The fact that so many of Sheridan’s former comrades have taken the stand to give evidence against him (too many to go into all of the details) has understandably resulted in a heated and emotional atmosphere at times, Sheridan has found himself in trouble with the judge for shouting from the lectern, while Carolyn Leckie was asked by Sheridan to stick to answering questions, not asking them, as a witness. When Sheridan began his questioning of Catriona Grant by asking, “You don’t like me, do you?” she agreed … at some length. Alison Kane told the court that if, as Tommy Sheridan claimed, everyone who spoke against him was lying in court, then he was a very unlucky man indeed.
However, he has adamantly defended his and his wife’s innocence throughout. Sheridan has alleged that this is a smear campaign to tarnish the reputation of a prominent socialist. He maintains that his former comrades are part of a conspiracy against him, plotting to undermine him politically, and that they have taken the side of a reactionary rag against that of a principled class fighter; and for doing so he has labelled them “scabs”.
One of the most unpleasant features of the trial (of which, let’s face it, there are many) is the ‘McNeilage tape’, a 40-minute video recording of two men talking (one predominantly, while the other occasionally interjects). One man is seen briefly and the other makes fleeting appearances. The two men are alleged to be Tommy Sheridan and George McNeilage (a former close friend of Sheridan’s and best man at his wedding). This tape was in the possession of the News of the World in 2006.
“T” (allegedly Tommy), makes several incriminating statements on tape, which was rumoured to have been sold to the NotW for a considerable amount of cash. Irrespective of any amount of alleged money, and whether or not the tape shows a confession, McNeilage should have been instantly booted out of the SSP once he had handed over the tape to the NotW, thus crossing class lines. In Sheridan’s cross-examination of Carolyn Leckie, he suggested that she and her partner, Alan McCombes, helped McNeilage write the script for the tape - a suggestion they vigorously denied.
NotW journalist and salacious author Anvar Khan was one of those who told the court she attended the swingers’ club with Sheridan. However, she admitted to the court that the original story published by the paper about an unnamed MSP, with which she cooperated, had contained false dates and details. When cross-examined by Sheridan she agreed that she had fed the News of the World “deliberate lies”.[4] But Khan insisted she had attended the club with Sheridan.

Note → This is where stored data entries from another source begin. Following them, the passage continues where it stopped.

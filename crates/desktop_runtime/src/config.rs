//! Desktop configuration and its TOML loader.

use std::{
    fs,
    marker::PhantomData,
    path::{Path, PathBuf},
};

use desktop_app_contract::ApplicationDescriptor;
use serde::{de::DeserializeOwned, Deserialize, Serialize};
use thiserror::Error;

use crate::model::WorkArea;

/// Placement and registry settings for a desktop runtime.
#[derive(Debug, Clone, PartialEq, Eq, Serialize, Deserialize)]
#[serde(default)]
pub struct DesktopConfig {
    /// Minimum gap kept between a new window and the work-area edge.
    pub margin: i32,
    /// First cascade offset for windows without a default position.
    pub cascade_origin: i32,
    /// Cascade offset added per already-open window.
    pub cascade_step: i32,
    /// Work area new windows are clamped into.
    pub work_area: WorkArea,
    /// Replaces the built-in app catalog when present.
    pub registry: Option<Vec<ApplicationDescriptor>>,
}

impl Default for DesktopConfig {
    fn default() -> Self {
        Self {
            margin: 8,
            cascade_origin: 50,
            cascade_step: 30,
            work_area: WorkArea::default(),
            registry: None,
        }
    }
}

impl DesktopConfig {
    /// Parses a TOML document. Missing fields keep their defaults.
    ///
    /// # Errors
    ///
    /// Returns [`ConfigError::Parse`] for malformed TOML and [`ConfigError::Invalid`] for values
    /// placement cannot work with.
    pub fn from_toml_str(raw: &str) -> Result<Self, ConfigError> {
        let config: Self = toml::from_str(raw).map_err(|err| ConfigError::Parse {
            source_name: "<inline>".to_string(),
            message: err.to_string(),
        })?;
        config.validate()?;
        Ok(config)
    }

    /// Rejects negative spacing and empty work areas.
    ///
    /// # Errors
    ///
    /// Returns [`ConfigError::Invalid`] naming the offending field.
    pub fn validate(&self) -> Result<(), ConfigError> {
        if self.margin < 0 {
            return Err(ConfigError::Invalid("margin must not be negative".to_string()));
        }
        if self.cascade_step < 0 {
            return Err(ConfigError::Invalid(
                "cascade_step must not be negative".to_string(),
            ));
        }
        if self.work_area.width <= 0 || self.work_area.height <= 0 {
            return Err(ConfigError::Invalid(
                "work_area must have a positive width and height".to_string(),
            ));
        }
        Ok(())
    }
}

/// Configuration loading failures.
#[derive(Debug, Clone, PartialEq, Eq, Error)]
pub enum ConfigError {
    /// The file could not be read.
    #[error("failed to read {path}: {message}")]
    Io {
        /// File path.
        path: String,
        /// OS error text.
        message: String,
    },
    /// The text is not valid TOML for the target type.
    #[error("failed to parse {source_name}: {message}")]
    Parse {
        /// File path or `<inline>`.
        source_name: String,
        /// Parser error text.
        message: String,
    },
    /// The document parsed but holds unusable values.
    #[error("invalid desktop config: {0}")]
    Invalid(String),
}

/// TOML file loader for a typed config.
///
/// Handles file access and deserialization only; semantic checks stay with the config type.
#[derive(Clone, Debug)]
pub struct ConfigLoader<T> {
    path: PathBuf,
    _marker: PhantomData<T>,
}

impl<T> ConfigLoader<T>
where
    T: DeserializeOwned,
{
    pub fn new(path: impl Into<PathBuf>) -> Self {
        Self {
            path: path.into(),
            _marker: PhantomData,
        }
    }

    /// Reads and deserializes the file.
    ///
    /// # Errors
    ///
    /// Returns [`ConfigError::Io`] when the file cannot be read and [`ConfigError::Parse`] when
    /// it is not valid TOML for `T`.
    pub fn load(&self) -> Result<T, ConfigError> {
        let body = fs::read_to_string(&self.path).map_err(|err| ConfigError::Io {
            path: self.path.display().to_string(),
            message: err.to_string(),
        })?;
        toml::from_str(&body).map_err(|err| ConfigError::Parse {
            source_name: self.path.display().to_string(),
            message: err.to_string(),
        })
    }

    pub fn path(&self) -> &Path {
        &self.path
    }
}

impl ConfigLoader<DesktopConfig> {
    /// Loads and validates a desktop config file.
    ///
    /// # Errors
    ///
    /// See [`ConfigLoader::load`] and [`DesktopConfig::validate`].
    pub fn load_desktop(&self) -> Result<DesktopConfig, ConfigError> {
        let config = self.load()?;
        config.validate()?;
        Ok(config)
    }
}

The court was shown an email exchange between the then NotW Scottish editor, Bob Bird, and Khan suggesting that she had been asked by the paper to entrap Sheridan by getting him to confess in a taped phone call in exchange for “doubling her dosh” while negotiating a new freelance contract with the paper.[5] David Cameron’s media advisor, Andy Coulson, editor of the News of the World at the time the allegations were made in 2004 and also during the 2006 defamation trial, is due to give evidence for the defence.
Failings
There is lots of similar material out there for readers to peruse at their … pleasure would be the wrong word. But I would like to leave the disagreeable minutiae of the court proceedings for now and look at the political failings that brought the left in Scotland to this sorry state of affairs in the first place.
The formation of the Scottish Socialist Party in late 1998 resulted from a natural evolution from its predecessor, the Scottish Socialist Alliance, a group dominated by Scottish Militant Labour, then the Scottish face of Peter Taaffe’s Committee for a Workers’ International. After the Militant Tendency - later to become the Socialist Party in England and Wales - ceased its entryist tactics in (ie, were kicked out of) the Labour Party there was a turn to open work. Just as we have seen repeatedly over the last 15 years or so of the far left, the accepted wisdom was to attempt to build an alternative to Labour by putting itself across as an old Labour/slightly left of Labour-type organisation, whose soft, reformist politics would be warm, cuddly and not at all frightening to the working class. But despite the SSP’s thoroughly reformist and programmatically confused beginnings, the SSP had a different character from the Socialist Alliance (England and Wales), Respect and all of the other failed unity projects.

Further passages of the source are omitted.